Rui Araújo é o actual Provedor do Leitor
Tomou posse a 1 de Janeiro de 2006
 

O OVO DA SERPENTE
Por Rui Araújo

A secção Blogues em Papel, do P2, intitulada “Vandalização de cemitério judaico” (9/10/2007) motivou uma reclamação.

“Venho apresentar o meu mais veemente protesto pelo facto de o PÚBLICO divulgar blogues racistas de extrema-direita que procuram confundir criminosos com pretos. O PÚBLICO reproduz o texto do blogue Lusitânea (http://cobracascavel007.blogspot.com): ‘Mais valor do que um morto português’.

É um artigo pouco dignificante que ultrapassa, decididamente, os limites do aceitável, mas... Agora, ao consultar o referido blogue, deparo-me com um artigo de teor racista, onde se lê explicitamente: ‘Enquanto que o estado, com os meus impostos subsidia uma longa lista de organizações que visam acolher, defender e integrar os descamisados do mundo, quase com ameaças a quem disso discordar, entre os quais vêm como a experiência demonstra, muitos criminosos e assassinos.’

Só posso concluir uma de duas coisas: ou o PÚBLICO alberga nos seus quadros indivíduos que incitam ao racismo, ou tem consigo incompetentes e desleixados. Como não acredito nesta segunda hipótese, sugiro que vejam bem quem têm a trabalhar convosco.

Deixo um pedido: por favor, leia o artigo intitulado ‘Portugal a cloaca do mundo’, que tenta dar a entender (implicitamente) que não deveríamos ter pretos entre nós, como se entre os brancos não houvesse criminosos. Verá que não há exagero da minha parte”, escreve N., um leitor de Santarém que solicitou o anonimato.

O Lusitânea contém essencialmente textos (repletos de erros de português e de gralhas) sobre política, criminalidade, propaganda do Partido Nacional Renovador (PNR) e fotografias de mulheres nuas.
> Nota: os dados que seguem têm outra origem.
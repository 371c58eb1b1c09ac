use serde::{Deserialize, Serialize};

/// Fitness term weights (spec §4.4): teacher-day, class-day, border bonus.
#[derive(Clone, Copy, Debug, Serialize, Deserialize)]
pub struct Alphas {
    pub teacher_day: f64,
    pub class_day: f64,
    pub border: f64,
}

impl Default for Alphas {
    fn default() -> Self {
        Self {
            teacher_day: 1.0,
            class_day: 1.0,
            border: 1.0,
        }
    }
}

#[derive(Clone, Debug, Serialize, Deserialize)]
pub struct SolveConfig {
    #[serde(default = "default_population_size")]
    pub population_size: usize,
    pub generations: usize,
    #[serde(default)]
    pub alphas: Alphas,
    #[serde(default = "default_mutation_rate")]
    pub mutation_rate: f64,
    #[serde(default = "default_elitism_count")]
    pub elitism_count: usize,
    #[serde(default = "default_horizon")]
    pub horizon: u32,
    #[serde(default = "default_day_time_budget_ms")]
    pub day_time_budget_ms: u64,
    #[serde(default = "default_relative_gap")]
    pub relative_gap: f64,
    pub seed: u64,
}

fn default_population_size() -> usize {
    1000
}
fn default_mutation_rate() -> f64 {
    0.2
}
fn default_elitism_count() -> usize {
    1
}
fn default_horizon() -> u32 {
    12
}
fn default_day_time_budget_ms() -> u64 {
    5_000
}
fn default_relative_gap() -> f64 {
    0.1
}

impl SolveConfig {
    /// Checks the fields the engine needs before any generation runs
    /// (spec §7: configuration errors are returned up front).
    pub fn validate(&self) -> Result<(), (&'static str, String)> {
        if self.population_size < 2 {
            return Err(("population_size", "must be at least 2".into()));
        }
        if self.generations == 0 {
            return Err(("generations", "must be at least 1".into()));
        }
        if !(0.0..=1.0).contains(&self.mutation_rate) {
            return Err(("mutation_rate", "must be within [0, 1]".into()));
        }
        if self.elitism_count == 0 || self.elitism_count >= self.population_size {
            return Err(("elitism_count", "must be within [1, population_size)".into()));
        }
        if self.horizon == 0 || self.horizon > 24 {
            return Err(("horizon", "must be within [1, 24]".into()));
        }
        if !(0.0..1.0).contains(&self.relative_gap) {
            return Err(("relative_gap", "must be within [0, 1)".into()));
        }
        Ok(())
    }
}
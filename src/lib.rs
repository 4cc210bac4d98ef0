//! A "bank" dice game engine with optional `no_std` support.
//!
//! Players take turns rolling two dice into a shared bank. Sevens pay a bonus
//! early in a round and end the round later on, doubles double the bank, and
//! any player may bank to claim the bank when the round ends. The crate
//! provides a [`Game`] type that owns the full round and turn flow; rendering
//! is left to the caller, which reads state back through [`Game::inspect`].
//!
//! # Example
//!
//! ```
//! use bankdice::{Game, GameOptions, GameState, RollOutcome};
//!
//! let mut game = Game::new(GameOptions::default(), 42);
//! let bob = game.register_player("Bob").unwrap();
//! game.register_player("Jill").unwrap();
//! game.start().unwrap();
//!
//! game.resolve_roll(RollOutcome::Eight).unwrap();
//! game.bank(bob).unwrap();
//! game.end_round().unwrap();
//!
//! assert_eq!(game.player(bob).unwrap().score(), 8);
//! assert_eq!(game.state(), GameState::Playing);
//! ```
#![cfg_attr(not(feature = "std"), no_std)]
#![cfg_attr(docsrs, feature(doc_cfg))]

#[cfg(all(not(feature = "std"), not(feature = "alloc")))]
compile_error!(
    "`std` is disabled but `alloc` feature is not enabled. Enable `alloc` or keep `std` enabled."
);

extern crate alloc;

pub mod dice;
pub mod error;
pub mod game;
pub mod options;
pub mod player;
pub mod result;
pub mod snapshot;

// Re-export main types
pub use dice::{DiceRoll, RollOutcome};
pub use error::{BankError, EndRoundError, RegisterError, RollError, StartError};
pub use game::{Game, GameState};
pub use options::GameOptions;
pub use player::{Player, PlayerId};
pub use result::{Payout, RollEffect, RollReport, RoundResult};
pub use snapshot::{PlayerSnapshot, Snapshot};
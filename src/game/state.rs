//! Game state types.

/// Game state.
#[derive(Debug, Clone, Copy, PartialEq, Eq, Hash, Default)]
pub enum GameState {
    /// Registering players.
    #[default]
    Setup,
    /// Rounds are being played.
    Playing,
    /// All rounds have been played.
    GameOver,
}

impl GameState {
    /// Returns the display label of the state.
    #[must_use]
    pub const fn label(self) -> &'static str {
        match self {
            Self::Setup => "Setup",
            Self::Playing => "Playing",
            Self::GameOver => "GameOver",
        }
    }
}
Eis os objectivos do referido blogue
: “Bota-abaixo para tudo o que seja escumalha e abandalhador da NAÇÃO. Sem interesses particulares a defender. Apesar de tudo obscuro, não invejoso, defensor das hierarquias meritórias, sem loja, partido e até religião embora estatisticamente católico. Implacável para inimigos e cumpridor de promessas. De certa maneira adepto do olho por olho...

O perfil do autor anónimo do Lusitânea é esclarecedor:Adepto do portuguesismo baseado ÚNICAMENTE em laços sanguíneos. Portanto visceralmente contra o multiculturalismo baco originador do maior dos males da nossa história futura.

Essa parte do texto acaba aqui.